Tips for Negotiating Parenting Time Schedules
A Brief Overview of Parenting Time in Illinois
When a divorcing family with children tries to enter an Allocation Judgment finalizing all of the issues relative to the minor children, without a doubt, the parenting time schedule is one of the more difficult topics. Parenting time is what we now refer to what we used to call “residential custody”. The parenting time schedule dictates where the children will be on any given day of the week, where they sleep each night, who the minor children are with for school breaks, summer vacations and holidays. The parents have to determine a schedule for the minor children prior to their divorce being finalized.
Over the years, the parenting time schedules have evolved to give both parents more time, based upon certain factors relevant to their situation.

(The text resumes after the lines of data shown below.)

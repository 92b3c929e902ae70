use crate::shared::usecase::UseCase;
use futures::future::join_all;
use passgate_domain::{group_by_event, DispatchProfile, PassDigest, RenderedDigest, ID};
use passgate_infra::{MailAttachment, OutgoingMail, PassgateContext};
use std::collections::HashMap;
use std::future::Future;
use tracing::{error, info, warn};

/// One dispatch cycle of a profile: collect the due passes, render the
/// digest, deliver it over chat and email and commit the outcome.
#[derive(Debug)]
pub struct DispatchPassesUseCase {
    pub profile: DispatchProfile,
}

#[derive(Debug, PartialEq)]
pub struct DispatchReport {
    pub profile: String,
    pub pass_ids: Vec<ID>,
    pub event_count: usize,
    /// Events of due passes that could not be loaded, their passes stay pending
    pub skipped_events: Vec<ID>,
    pub email_sent: bool,
    pub chat_sent: bool,
}

#[derive(Debug, PartialEq)]
pub enum UseCaseError {
    /// Nothing was mutated, the next firing collects the same passes again
    CollectFailed,
    RenderFailed,
    CommitFailed,
}

impl DispatchPassesUseCase {
    /// Runs `delivery` under the watchdog, a timeout counts as a failure
    async fn watched<F>(&self, channel: &str, ctx: &PassgateContext, delivery: F) -> bool
    where
        F: Future<Output = bool>,
    {
        match tokio::time::timeout(ctx.config.dispatch_delivery_timeout, delivery).await {
            Ok(sent) => sent,
            Err(_) => {
                error!(
                    "Pass dispatch {}: {} delivery timed out after {:?}",
                    self.profile.name, channel, ctx.config.dispatch_delivery_timeout
                );
                false
            }
        }
    }

    async fn deliver_chat(
        &self,
        chat_id: i64,
        digest: &RenderedDigest,
        has_passes: bool,
        ctx: &PassgateContext,
    ) -> bool {
        if let Err(e) = ctx.chat.send_message(chat_id, &digest.summary).await {
            error!(
                "Pass dispatch {}: summary to chat {} failed: {:?}",
                self.profile.name, chat_id, e
            );
            return false;
        }
        if !has_passes {
            return true;
        }
        match ctx
            .chat
            .send_document(
                chat_id,
                &digest.attachment_name,
                digest.attachment.clone(),
                &digest.subject,
            )
            .await
        {
            Ok(_) => true,
            Err(e) => {
                error!(
                    "Pass dispatch {}: export to chat {} failed: {:?}",
                    self.profile.name, chat_id, e
                );
                false
            }
        }
    }

    /// True when at least one recipient got the mail
    async fn deliver_email(
        &self,
        digest: &RenderedDigest,
        has_passes: bool,
        ctx: &PassgateContext,
    ) -> bool {
        let attachment = if has_passes {
            Some(MailAttachment {
                file_name: digest.attachment_name.clone(),
                content_type: "application/json".into(),
                content: digest.attachment.clone(),
            })
        } else {
            None
        };
        let mails = self
            .profile
            .recipient_emails
            .iter()
            .map(|to| OutgoingMail {
                to: to.clone(),
                subject: digest.subject.clone(),
                body: digest.summary.clone(),
                attachment: attachment.clone(),
            })
            .collect::<Vec<_>>();

        let results = join_all(mails.iter().map(|mail| ctx.mailer.send(mail))).await;
        let mut delivered = 0;
        for (mail, res) in mails.iter().zip(results) {
            match res {
                Ok(_) => delivered += 1,
                Err(e) => warn!(
                    "Pass dispatch {}: mail to {} failed: {:?}",
                    self.profile.name, mail.to, e
                ),
            }
        }
        delivered > 0
    }
}

#[async_trait::async_trait]
impl UseCase for DispatchPassesUseCase {
    type Response = DispatchReport;

    type Error = UseCaseError;

    const NAME: &'static str = "DispatchPasses";

    async fn execute(&mut self, ctx: &PassgateContext) -> Result<Self::Response, Self::Error> {
        let now = ctx.sys.now();

        // Collecting
        let due = ctx.repos.passes.find_due_unsent(now).await.map_err(|e| {
            error!("Pass dispatch {}: unable to collect passes: {:?}", self.profile.name, e);
            UseCaseError::CollectFailed
        })?;
        let mut event_ids = due.iter().map(|p| p.event_id).collect::<Vec<_>>();
        event_ids.sort();
        event_ids.dedup();
        let events = ctx
            .repos
            .events
            .find_many(&event_ids)
            .await
            .map_err(|e| {
                error!("Pass dispatch {}: unable to load events: {:?}", self.profile.name, e);
                UseCaseError::CollectFailed
            })?
            .into_iter()
            .map(|e| (e.id, e))
            .collect::<HashMap<_, _>>();
        let mut user_ids = due.iter().map(|p| p.user_id).collect::<Vec<_>>();
        user_ids.sort_unstable();
        user_ids.dedup();
        let members = ctx
            .repos
            .members
            .find_many(&user_ids)
            .await
            .map_err(|e| {
                error!("Pass dispatch {}: unable to load members: {:?}", self.profile.name, e);
                UseCaseError::CollectFailed
            })?
            .into_iter()
            .map(|m| (m.id, m))
            .collect::<HashMap<_, _>>();

        // Grouping
        let (groups, skipped_events) = group_by_event(due, &events);
        for event_id in &skipped_events {
            warn!(
                "Pass dispatch {}: event {} of due passes was not found, its passes stay pending",
                self.profile.name, event_id
            );
        }
        let digest = PassDigest::new(groups, now);

        // Rendering
        let rendered = digest
            .render(&members, &ctx.config.timezone)
            .map_err(|e| {
                error!("Pass dispatch {}: unable to render digest: {:?}", self.profile.name, e);
                UseCaseError::RenderFailed
            })?;
        let has_passes = !digest.is_empty();

        // Delivering, the channels are independent of each other
        let chat = async {
            match self.profile.chat_channel_id {
                Some(chat_id) => {
                    self.watched("chat", ctx, self.deliver_chat(chat_id, &rendered, has_passes, ctx))
                        .await
                }
                None => false,
            }
        };
        let email = async {
            if self.profile.recipient_emails.is_empty() {
                false
            } else {
                self.watched("email", ctx, self.deliver_email(&rendered, has_passes, ctx))
                    .await
            }
        };
        let (chat_sent, email_sent) = futures::join!(chat, email);

        // Committing
        let pass_ids = digest.pass_ids();
        ctx.repos
            .passes
            .mark_sent(&pass_ids, now, email_sent, chat_sent)
            .await
            .map_err(|e| {
                error!(
                    "Pass dispatch {}: unable to commit {} passes: {:?}",
                    self.profile.name,
                    pass_ids.len(),
                    e
                );
                UseCaseError::CommitFailed
            })?;
        info!(
            "Pass dispatch {}: {} passes for {} events, email sent: {}, chat sent: {}",
            self.profile.name,
            pass_ids.len(),
            digest.event_count(),
            email_sent,
            chat_sent
        );

        Ok(DispatchReport {
            profile: self.profile.name.clone(),
            pass_ids,
            event_count: digest.event_count(),
            skipped_events,
            email_sent,
            chat_sent,
        })
    }
}
use crate::shared::entity::ID;
use chrono::{DateTime, Utc};
use serde::{Deserialize, Serialize};

/// A member's registration for an `Event`. At most one exists per (event, member).
#[derive(Debug, Clone, PartialEq, Serialize, Deserialize)]
#[serde(rename_all = "camelCase")]
pub struct Registration {
    pub event_id: ID,
    pub user_id: i64,
    pub registered_at: DateTime<Utc>,
    /// Set later by the check-in flow
    pub visited_via_event_qr: bool,
    pub visited_via_user_qr: bool,
}

impl Registration {
    pub fn new(event_id: ID, user_id: i64, registered_at: DateTime<Utc>) -> Self {
        Self {
            event_id,
            user_id,
            registered_at,
            visited_via_event_qr: false,
            visited_via_user_qr: false,
        }
    }
}

/// Result of a capacity guarded registration insert
#[derive(Debug, Clone, PartialEq)]
pub enum RegistrationInsert {
    /// The row was written, `count` is the number of registrations after the insert
    Inserted { count: u32 },
    /// Capacity was reached before the insert could happen
    Full { count: u32 },
    AlreadyRegistered,
}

The court will often look at what the status quo parenting time has been for the twenty-four (24) months prior to filing. We are living in a different world than we were living in ten years ago. More parents than ever are working from home, or doing a hybrid work schedule. This allows parents who used to have to commute every day to reasonably accommodate school drop off and pick up on certain days of the week, to transport to activities and sports after school, and to all around be more involved with their children. It is allowing parents who were formerly stay-at-home parents to get back into the workforce through virtual employment during hours when their children are in school. As a result, parents are much more available for parenting time than they were, say, when they were spending 3 hours a day commuting prior to the pandemic, which opens up a new realm of possibility for more parenting time.
What are the common parenting time schedules in Illinois?
Some of the more common parenting time schedules give the majority of parenting time to one parent, with liberal parenting time to the other parent. Stereotypically, there used to be an “every other weekend” type schedule with the non-custodial parent, along with nights for dinner visits during the week. We can do better than this now in the world we are living in, so long as it serves the best interests of the minor children. In Chicago family courts, more and more we are seeing schedules where the parent with less parenting time will have overnight parenting time during weeknights. Of course, this only works when the parents live in close proximity to the school, to avoid an increase in commute times for the minor children. We are seeing a shift to more and more 40/60 parenting time schedules, and even some 50/50 parenting time schedules. Even the “every other weekend” parent will have substantial parenting time during the week; or they may have more summer parenting time, etc.
Overall, parenting time is not a “one size fits all” situation. The schedule is always determined based upon:
— what is in the best interests of the minor children;
— looking at the status quo parenting time/parent who dealt with day to day caretaking for the children;
— what is the best fit for a particular family; and
— geographic issues, such as proximity to school/work, hours of same, and other logistical issues.
Can my child’s other parent deny me access to my children?
In sum, absent an order which precludes access to the minor children, such as an order of protection, or another court order, the other parent should not deny access by one parent to the minor children. In fact, that could reflect badly on the parent who is denying access once the matter is before a Judge when it is not otherwise warranted. There are some limited exceptions, though, particularly when the parents were never married and the second parent did not sign a Voluntary Acknowledgement of Paternity/Parentage and is not listed on the birth certificate. In those situations, you’d need a parentage order before a court would allow parenting time, and that would need to be adjudicated. If you were to contact the police to try and see your children in that situation, they legally cannot do anything about the other parent withholding the children because legally you aren’t recognized as their second parent until a parentage order is entered. Parents who are married at the time a child is born, or a parent who appears on a birth certificate for a minor child, should not be denied access. (Realistically, though, in our experience, if there is no parenting time order and the parties are arguing about who can spend time with he children and the police are called, most of the time the police will tell the parties to go to court and get a court order before they will intervene.)
It is best to negotiate a temporary parenting time schedule in any divorce or parentage matter with minor children so that there is a governing interim court order explaining exactly what the parenting time looks like. The order is enforceable in the event of a disagreement and it helps everyone have rules which govern the parenting time schedule so that everyone has the same expectations. These temporary orders can be entered in the interim during a divorce or parentage case before a final order is entered and are extremely helpful for managing the parent and children’s expectations and keeping them on a schedule.
How often should I speak with my children when it isn’t my parenting time?
Sometimes access to the minor children can be a problem in divorce and parentage cases. Usually, a final Allocation Judgment allows children to contact their parent whenever they want to (within reason) and sets forth some sort of phone or video chat access schedule for younger children who are old enough to sit with an iPad or on a phone for a small period of time. This does not work with younger children as well because they cannot sit still long enough to have a phone call. There are some limited exceptions, such as when parents live out of state from a young child, though — the calls just generally cannot be very long and both parents have to cooperate to effectuate them. Having carved out time in an Allocation Judgment for older kids, such as teenagers, also can be a bad idea, but depends on the situation. A teen who has a great relationship with both parents is probably going to call them often without having a “schedule” in place. A teen who is working to repair a relationship with a parent might need some coercion or a schedule in a court order for the calls to take place. It completely depends upon the situation.